# What Do You DWA Keepers Think Of This Then?



## The Python Kid (Jun 1, 2009)

As you've probably seen there is talk on the forums of large snakes being added onto a DWA lost due to a recent incident involving an unaccompanied burmese python attacking a local domestic cat.
Most people really don't want this to happen.
Because not all burm, retic and conda keepers are irresponsible - in the UK anyway! :lol2:



So, please help and sign the petition to keep these lovley animals off the DWA and also - your views please.

Many thanks.
Josh




*Here we are:*
*http://www.gopetition.com/online/30076.html*


----------



## Incubuss (Dec 19, 2006)

I have already signed it : victory:

As for my thoughts. . .I think it's silly, and the chances of it happening are very little. The amount of people who already keep these snakes is going to make it very hard, or even impossible to inforce.

All it is, is one guy who is still pee'd off about his cat being eaten. after a bit of time, it will all be shoved under the carpet (not the python, lol).

Also, he has asked for all pythons and boas to be on the dwa list. This is silly, and proves he has done no research what so ever. After all, how many cats do think the average childrens python has consumed?


----------



## The Python Kid (Jun 1, 2009)

Yeah
But what he dosn't understand is just because his neigbourh is an irrisponsible snake owner - it dosn't mean everyone else is
:devil:


----------



## chondro13 (Aug 18, 2008)

I think large boids are, in many ways, *more* dangerous than venomous snakes. I say this only because.. if you are bitten by a venomous snake in this country you _usually_ have ample time to seek medical attention and survive the bite (regardless of how many missing digits you may obtain in the process...) however should a large constrictor latch on.. thats it.. your buggered.
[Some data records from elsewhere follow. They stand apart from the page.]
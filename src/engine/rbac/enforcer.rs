//! RBAC Enforcement Layer
//!
//! Request-level admission control: role membership and permission lookups

use serde_json::{json, Value};
use std::sync::Arc;
use thiserror::Error;

use super::policy::{PermissionTable, Role};
use crate::engine::observability::MetricsCollector;

/// Why a caller was turned away
#[derive(Error, Debug, Clone, PartialEq, Eq)]
pub enum AccessError {
    #[error("Authentication required")]
    AuthenticationMissing,

    #[error("Role {current} is not allowed here")]
    RoleDenied { required: Vec<Role>, current: Role },

    #[error("Role {role} lacks permission {required}")]
    PermissionDenied { required: String, role: Role },

    /// Looks like `PermissionDenied` to the caller; only logs and metrics tell them apart
    #[error("Role {role} lacks permission {required}")]
    UnknownPermission { required: String, role: Role },
}

impl AccessError {
    pub fn status_code(&self) -> u16 {
        match self {
            AccessError::AuthenticationMissing => 401,
            _ => 403,
        }
    }

    pub fn code(&self) -> &'static str {
        match self {
            AccessError::AuthenticationMissing => "AUTHENTICATION_REQUIRED",
            _ => "FORBIDDEN",
        }
    }

    /// Requirement echoed back to the caller
    pub fn detail(&self) -> Value {
        match self {
            AccessError::AuthenticationMissing => json!({}),
            AccessError::RoleDenied { required, current } => json!({
                "required": required,
                "current": current,
            }),
            AccessError::PermissionDenied { required, role }
            | AccessError::UnknownPermission { required, role } => json!({
                "required": required,
                "role": role,
            }),
        }
    }
}

/// An admission requirement
#[derive(Debug, Clone, PartialEq, Eq)]
pub enum Guard {
    Roles(Vec<Role>),
    Permission(String),
}

/// Pass only callers whose role is one of `allowed`
pub fn require_role(allowed: &[Role]) -> Guard {
    Guard::Roles(allowed.to_vec())
}

/// Pass only callers whose role the table grants `permission`
pub fn require_permission(permission: &str) -> Guard {
    Guard::Permission(permission.to_string())
}

impl Guard {
    /// Evaluate the guard for one caller. Pure: no logging, no counters.
    pub fn check(&self, table: &PermissionTable, caller: Option<Role>) -> Result<(), AccessError> {
        let role = caller.ok_or(AccessError::AuthenticationMissing)?;

        match self {
            Guard::Roles(allowed) => {
                if allowed.contains(&role) {
                    Ok(())
                } else {
                    Err(AccessError::RoleDenied {
                        required: allowed.clone(),
                        current: role,
                    })
                }
            }
            Guard::Permission(permission) => match table.allowed_roles(permission) {
                Some(roles) if roles.contains(&role) => Ok(()),
                Some(_) => Err(AccessError::PermissionDenied {
                    required: permission.clone(),
                    role,
                }),
                None => Err(AccessError::UnknownPermission {
                    required: permission.clone(),
                    role,
                }),
            },
        }
    }
}

/// The enforcement engine: guard evaluation plus diagnostics
#[derive(Clone)]
pub struct Enforcer {
    table: Arc<PermissionTable>,
    metrics: Option<Arc<MetricsCollector>>,
}

impl Enforcer {
    pub fn new(table: Arc<PermissionTable>) -> Self {
        Self {
            table,
            metrics: None,
        }
    }

    pub fn with_metrics(mut self, metrics: Arc<MetricsCollector>) -> Self {
        self.metrics = Some(metrics);
        self
    }

    pub fn table(&self) -> &PermissionTable {
        &self.table
    }

    pub fn has_permission(&self, role: Role, permission: &str) -> bool {
        self.table.has_permission(role, permission)
    }

    /// Check a guard for a caller, logging and counting the decision
    pub fn authorize(&self, guard: &Guard, caller: Option<Role>) -> Result<(), AccessError> {
        let outcome = guard.check(&self.table, caller);

        match &outcome {
            Ok(()) => {
                tracing::debug!(role = ?caller, guard = ?guard, "Access granted");
            }
            Err(AccessError::UnknownPermission { required, role }) => {
                tracing::warn!(
                    permission = %required,
                    role = %role,
                    "Permission key not in table - denying"
                );
            }
            Err(e) => {
                tracing::info!(role = ?caller, guard = ?guard, reason = %e, "Access denied");
            }
        }

        if let Some(metrics) = &self.metrics {
            metrics.record_gate(&outcome);
        }

        outcome
    }
}

#[cfg(test)]
mod tests {
    use super::*;
    use crate::engine::rbac::policy::permissions;

    #[test]
    fn test_require_role_members_pass() {
        let table = PermissionTable::default();
        let guard = require_role(&[Role::Admin, Role::Instructor]);

        assert!(guard.check(&table, Some(Role::Admin)).is_ok());
        assert!(guard.check(&table, Some(Role::Instructor)).is_ok());
    }

    #[test]
    fn test_require_role_non_member_forbidden() {
        let table = PermissionTable::default();
        let guard = require_role(&[Role::Admin]);

        let err = guard.check(&table, Some(Role::Student)).unwrap_err();
        assert_eq!(err.status_code(), 403);
        assert_eq!(err.detail()["current"], "student");
        assert_eq!(err.detail()["required"], json!(["admin"]));
    }

    #[test]
    fn test_missing_caller_is_unauthenticated() {
        let table = PermissionTable::default();
        let guards = [
            require_role(&[Role::Guest]),
            require_role(&[]),
            require_permission(permissions::COURSES_READ),
            require_permission("no:such"),
        ];

        for guard in &guards {
            let err = guard.check(&table, None).unwrap_err();
            assert_eq!(err, AccessError::AuthenticationMissing);
            assert_eq!(err.status_code(), 401);
        }
    }

    #[test]
    fn test_require_permission() {
        let table = PermissionTable::default();
        let guard = require_permission(permissions::COURSES_DELETE);

        assert!(guard.check(&table, Some(Role::Admin)).is_ok());

        let err = guard.check(&table, Some(Role::Instructor)).unwrap_err();
        assert_eq!(err.status_code(), 403);
        assert_eq!(err.detail()["required"], "courses:delete");
        assert_eq!(err.detail()["role"], "instructor");
    }

    #[test]
    fn test_unknown_permission_fails_closed() {
        let table = PermissionTable::default();
        let guard = require_permission("courses:wirte");

        let err = guard.check(&table, Some(Role::Admin)).unwrap_err();
        assert!(matches!(err, AccessError::UnknownPermission { .. }));
        assert_eq!(err.status_code(), 403);
        assert_eq!(err.code(), "FORBIDDEN");
    }

    #[test]
    fn test_enforcer_counts_decisions() {
        let metrics = Arc::new(MetricsCollector::new());
        let enforcer = Enforcer::new(Arc::new(PermissionTable::default()))
            .with_metrics(metrics.clone());

        let _ = enforcer.authorize(&require_permission(permissions::AUDIT_READ), Some(Role::Admin));
        let _ = enforcer.authorize(&require_permission(permissions::AUDIT_READ), Some(Role::Guest));
        let _ = enforcer.authorize(&require_permission("audit:raed"), Some(Role::Admin));
        let _ = enforcer.authorize(&require_role(&[Role::Admin]), None);

        let snapshot = metrics.snapshot();
        assert_eq!(snapshot.gate.allowed, 1);
        assert_eq!(snapshot.gate.forbidden, 2);
        assert_eq!(snapshot.gate.unknown_permission, 1);
        assert_eq!(snapshot.gate.unauthenticated, 1);
    }
}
I personally think its only a matter of time before some chav (sorry to be steriotypical) who thinks hes 'cool' to have a large boid and become complacent and voila... someone in the UK dies... 

I dont really agree with DWA licencing in this country as it is so flawed and in many cases (such as my own) its just not practical for me to have a licence seen as i am in rented accommodation. However i would love to keep many species that fall into the DWA category and (without blowing my own horn) i feel i could keep them safely and for the right reasons. 

But yeah.. this is a very long way of saying i think large boids should be restricted but not necessarily added to DWA...

:whistling2:


----------



## excession (Apr 11, 2009)

I think the fact that just _ANYONE_ can walk into a pet shop and walk out 5 mins later with a foot long Burmese is just plan wrong.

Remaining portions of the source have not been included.